In the novel, “Kitchen”, the sharing of food is used to symbolize the bond established by the family in the place where the food is being prepared, which is the kitchen. The statement, “The hum of the refrigerator kept me from thinking of my loneliness”, suggests that the kitchen is seen as a place where Mikage seeks comfort after she is left lonely in the world (Yashimoto 6). The kitchen makes the loneliness feeling less absolute. Food creates incidences in which characters spend time as a family in the novel the “The Kitchen”. This symbolizes the bond which is ever growing among the people living under the one roof as a family. Mikage says her grandmother and herself would spend some time before bed, sometimes eating, sometimes drinking coffee, watching television and drinking tea together.

In Japanese tradition, symbolism is used to show the significance of kitchen to a family. Traditionally, the kitchen is termed as ‘kimado’ meaning stove. ‘Kimado’ is seen to represent a family or the house. The literal meaning can be a divide between a stove and a family, but the symbolic significance of ‘kimado’ is to separate a family.
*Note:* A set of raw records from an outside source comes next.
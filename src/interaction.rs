//! Pointer handling for the onroad surface.
//!
//! The only control on the HUD is the personality button. A press within
//! `BTN_SIZE × 1.25` (Manhattan distance) of its center cycles the profile
//! and writes it back to the store; everything else is optionally handed to
//! the parent surface.
//!
//! The router keeps the layout facts it needs for hit-testing as its own
//! fields, refreshed from each [`DisplayState`], so a press never has to look
//! at anything but the router and the press position.

use tracing::{info, warn};

use crate::config::{BTN_SIZE, HIT_RADIUS_FACTOR};
use crate::layout::personality_center;
use crate::params::{ParamStore, keys};
use crate::personality::Personality;
use crate::scene::{PointF, RectF};
use crate::state::DisplayState;

/// Receives presses the HUD did not consume.
pub trait ParentSurface {
    /// `pos` is in window coordinates.
    fn on_press(&mut self, pos: PointF);
}

#[derive(Clone, Copy, Debug, PartialEq, Eq)]
pub enum PressOutcome {
    PersonalityChanged(Personality),
    Forwarded,
    Ignored,
}

#[derive(Clone, Debug)]
#[allow(clippy::struct_excessive_bools)]
pub struct InteractionRouter {
    forward_unhandled: bool,
    right_hand: bool,
    mute_dm: bool,
    button_enabled: bool,
    personality: Personality,
}

impl InteractionRouter {
    /// `forward_unhandled` is fixed for the router's lifetime.
    pub const fn new(forward_unhandled: bool) -> Self {
        Self {
            forward_unhandled,
            right_hand: false,
            mute_dm: false,
            button_enabled: false,
            personality: Personality::Standard,
        }
    }

    /// Refresh layout facts after a state update.
    pub fn update_layout(&mut self, ds: &DisplayState) {
        self.right_hand = ds.rhd;
        self.mute_dm = ds.flags.mute_dm;
        self.button_enabled = ds.flags.personality_button;
        self.personality = ds.personality;
    }

    #[inline]
    pub const fn forwards_unhandled(&self) -> bool {
        self.forward_unhandled
    }

    /// Personality button center in window coordinates.
    pub fn button_center(&self, hud: RectF) -> PointF {
        let c = personality_center(hud.w, hud.h, self.right_hand, self.mute_dm);
        PointF::new(hud.x + c.x, hud.y + c.y)
    }

    /// Whether `pos` (window coordinates) lands on the personality button.
    pub fn hit(&self, pos: PointF, hud: RectF) -> bool {
        let c = self.button_center(hud);
        let dist = (pos.x - c.x).abs() + (pos.y - c.y).abs();
        self.button_enabled && dist <= BTN_SIZE as f32 * HIT_RADIUS_FACTOR
    }

    pub fn on_press(
        &mut self,
        pos: PointF,
        hud: RectF,
        store: &dyn ParamStore,
        parent: Option<&mut dyn ParentSurface>,
    ) -> PressOutcome {
        if self.hit(pos, hud) {
            let next = self.personality.next();
            if let Err(err) = store.put_int(keys::LONGITUDINAL_PERSONALITY, next.index()) {
                warn!(%err, "failed to store driving personality");
            }
            info!(from = self.personality.label(), to = next.label(), "driving personality changed");
            self.personality = next;
            return PressOutcome::PersonalityChanged(next);
        }

        match parent {
            Some(parent) if self.forward_unhandled => {
                parent.on_press(pos);
                PressOutcome::Forwarded
            }
            _ => PressOutcome::Ignored,
        }
    }
}

impl Default for InteractionRouter {
    fn default() -> Self {
        Self::new(true)
    }
}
Therefore, more emphasis is put on the use of the kitchen as a theme to imply a family or house. The author uses the symbolism, kitchen all through the novel. For example, Mikage’s love for kitchen shows the author’s view when it comes to people’s love for their families. Also, the happiness obtained from the kitchen by Mikage shows how happy families make people.
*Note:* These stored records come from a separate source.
//! Color model for the HUD.
//!
//! The HUD composites translucent layers over a camera image, so every color
//! carries an alpha channel. [`Rgba`] is the working type; it is flattened to
//! `Rgb888` only when a pixel is blended into the frame buffer.
//!
//! Besides the palette this module holds the two numeric helpers used by the
//! color ramps: [`interp_color`] (piecewise-linear interpolation across color
//! stops, clamped at both ends) and [`map_val`] (clamped linear remap).

use embedded_graphics::pixelcolor::Rgb888;

// =============================================================================
// Rgba
// =============================================================================

/// 8-bit RGBA color.
#[derive(Clone, Copy, PartialEq, Eq, Debug, Default, Hash)]
pub struct Rgba {
    pub r: u8,
    pub g: u8,
    pub b: u8,
    pub a: u8,
}

impl Rgba {
    #[inline]
    pub const fn new(r: u8, g: u8, b: u8, a: u8) -> Self {
        Self { r, g, b, a }
    }

    /// Opaque color.
    #[inline]
    pub const fn rgb(r: u8, g: u8, b: u8) -> Self {
        Self::new(r, g, b, 0xff)
    }

    /// Same color with a different alpha.
    #[inline]
    pub const fn with_alpha(self, a: u8) -> Self {
        Self::new(self.r, self.g, self.b, a)
    }

    /// Build from float components in `[0, 1]`.
    pub fn from_rgb_f(r: f32, g: f32, b: f32, a: f32) -> Self {
        Self::new(unit_to_u8(r), unit_to_u8(g), unit_to_u8(b), unit_to_u8(a))
    }

    /// Build from HSL float components in `[0, 1]` (hue as a fraction of a turn).
    pub fn from_hsl_f(h: f32, s: f32, l: f32, a: f32) -> Self {
        let (r, g, b) = hsl_to_rgb(h, s, l);
        Self::from_rgb_f(r, g, b, a)
    }

    /// Alpha as a `[0, 1]` float.
    #[inline]
    pub fn alpha_f(self) -> f32 {
        f32::from(self.a) / 255.0
    }

    /// Multiply alpha by `factor` (clamped to `[0, 1]`).
    #[inline]
    pub fn scale_alpha(self, factor: f32) -> Self {
        self.with_alpha(unit_to_u8(self.alpha_f() * factor.clamp(0.0, 1.0)))
    }

    #[inline]
    pub const fn to_rgb888(self) -> Rgb888 {
        Rgb888::new(self.r, self.g, self.b)
    }

    #[inline]
    pub const fn is_transparent(self) -> bool {
        self.a == 0
    }
}

/// White with the given alpha.
#[inline]
pub const fn white(a: u8) -> Rgba {
    Rgba::new(0xff, 0xff, 0xff, a)
}

/// Black with the given alpha.
#[inline]
pub const fn black(a: u8) -> Rgba {
    Rgba::new(0, 0, 0, a)
}

#[inline]
fn unit_to_u8(v: f32) -> u8 {
    (v.clamp(0.0, 1.0) * 255.0).round() as u8
}

fn hsl_to_rgb(h: f32, s: f32, l: f32) -> (f32, f32, f32) {
    let s = s.clamp(0.0, 1.0);
    let l = l.clamp(0.0, 1.0);
    if s == 0.0 {
        return (l, l, l);
    }

    let q = if l < 0.5 { l * (1.0 + s) } else { l + s - l * s };
    let p = 2.0 * l - q;

    let channel = |t: f32| {
        let t = t.rem_euclid(1.0);
        if 6.0 * t < 1.0 {
            (q - p).mul_add(6.0 * t, p)
        } else if 2.0 * t < 1.0 {
            q
        } else if 3.0 * t < 2.0 {
            (q - p).mul_add((2.0 / 3.0 - t) * 6.0, p)
        } else {
            p
        }
    };

    (channel(h + 1.0 / 3.0), channel(h), channel(h - 1.0 / 3.0))
}

// =============================================================================
// Palette
// =============================================================================

pub const WHITE: Rgba = white(0xff);
pub const BLACK: Rgba = black(0xff);
pub const TRANSPARENT: Rgba = black(0);

/// Pure red used for EU sign rings.
pub const RED: Rgba = Rgba::rgb(0xff, 0, 0);

/// Accent green used for lanes, edges and leads in colored-path mode.
pub const FROG_GREEN: Rgba = Rgba::new(23, 134, 68, 242);

/// Lead chevron fill in the default theme.
pub const LEAD_RED: Rgba = Rgba::rgb(201, 34, 49);

/// Lead chevron glow.
pub const LEAD_GLOW: Rgba = Rgba::rgb(218, 202, 37);

/// Rotating wheel background for a custom wheel in experimental mode.
pub const WHEEL_EXPERIMENTAL_BG: Rgba = Rgba::new(218, 111, 37, 241);

// Status border colors
pub const STATUS_DISENGAGED: Rgba = Rgba::new(0x17, 0x33, 0x49, 0xc8);
pub const STATUS_OVERRIDE: Rgba = Rgba::new(0x91, 0x9b, 0x95, 0xf1);
pub const STATUS_ENGAGED: Rgba = Rgba::new(0x17, 0x86, 0x44, 0xf1);

// Alert backgrounds
pub const ALERT_NORMAL: Rgba = Rgba::new(0x15, 0x15, 0x15, 0xf1);
pub const ALERT_USER_PROMPT: Rgba = Rgba::new(0xda, 0x6f, 0x25, 0xf1);
pub const ALERT_CRITICAL: Rgba = Rgba::new(0xc9, 0x22, 0x31, 0xf1);

// Set-speed label ramps
pub const MAX_DEFAULT: Rgba = Rgba::rgb(0x80, 0xd8, 0xa6);
pub const MAX_OVERRIDE: Rgba = Rgba::rgb(0x91, 0x9b, 0x95);
pub const MAX_ORANGE: Rgba = Rgba::rgb(0xff, 0xe4, 0xbf);
pub const MAX_RED: Rgba = Rgba::rgb(0xff, 0xbf, 0xbf);
pub const MAX_INACTIVE: Rgba = Rgba::rgb(0xa6, 0xa6, 0xa6);
pub const SET_SPEED_ORANGE: Rgba = Rgba::rgb(0xff, 0x95, 0x00);
pub const SET_SPEED_RED: Rgba = Rgba::rgb(0xff, 0x00, 0x00);
pub const SET_SPEED_INACTIVE: Rgba = Rgba::rgb(0x72, 0x72, 0x72);

// =============================================================================
// Interpolation Helpers
// =============================================================================

/// Piecewise-linear interpolation across color stops.
///
/// `xs` must be ascending and the same length as `colors`. Values at or below
/// the first stop return the first color; values past the last stop return
/// the last color.
pub fn interp_color(x: f32, xs: &[f32], colors: &[Rgba]) -> Rgba {
    debug_assert_eq!(xs.len(), colors.len());
    let n = xs.len().min(colors.len());
    if n == 0 {
        return TRANSPARENT;
    }

    let hi = xs[..n].iter().position(|&stop| x <= stop).unwrap_or(n);
    if hi == 0 {
        return colors[0];
    }
    if hi == n {
        return colors[n - 1];
    }

    let lo = hi - 1;
    let t = (x - xs[lo]) / (xs[hi] - xs[lo]);
    lerp_rgba(colors[lo], colors[hi], t)
}

/// Component-wise linear blend of two colors, `t` clamped to `[0, 1]`.
pub fn lerp_rgba(from: Rgba, to: Rgba, t: f32) -> Rgba {
    let t = t.clamp(0.0, 1.0);
    let mix = |a: u8, b: u8| (f32::from(b) - f32::from(a)).mul_add(t, f32::from(a)).round() as u8;
    Rgba::new(mix(from.r, to.r), mix(from.g, to.g), mix(from.b, to.b), mix(from.a, to.a))
}

/// Clamp `x` into `[x0, x1]` and map it linearly onto `[y0, y1]`.
pub fn map_val(x: f32, x0: f32, x1: f32, y0: f32, y1: f32) -> f32 {
    let x = x.clamp(x0.min(x1), x0.max(x1));
    let ra = x1 - x0;
    if ra == 0.0 {
        return y0;
    }
    (x - x0) * (y1 - y0) / ra + y0
}

// =============================================================================
// Unit Tests
// =============================================================================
The use of the kitchen as a place of understanding and comfort symbolizes the family’s significance to humankind and role as a supportive element. Hence, this connects to the application of the ‘kimado’, which is a symbol of family or home. Mikage uses ‘kimado’ as a way to deal with the crisis she undergoes with the deaths of Eriko and her grandmother. According to (Yashimoto 4), the use of gleaming symbolizes shelter and the hope the kitchen offers Mikage, which is also what a family can offer. This is seen after Mikage steps into the kitchen. The kitchen changes Mikage’s feelings from the dark despair to pleasant feelings (Yashimoto 35). The scenario above describes the kitchen as a place that is soothing and uplifting.

Conclusion

Yashimoto, in his novel, “The Kitchen” has used symbolism in several incidents throughout to show the importance of a family to people’s lives. Through symbolism, the natural beauty of life is highly appreciated.  Therefore, family relationships should ensure that all aspects of the family such as comfort, support, love and acceptance are put into consideration since they are all essential in human’s life. This is so because they comfort during the times of loss and celebrate the events of achievements.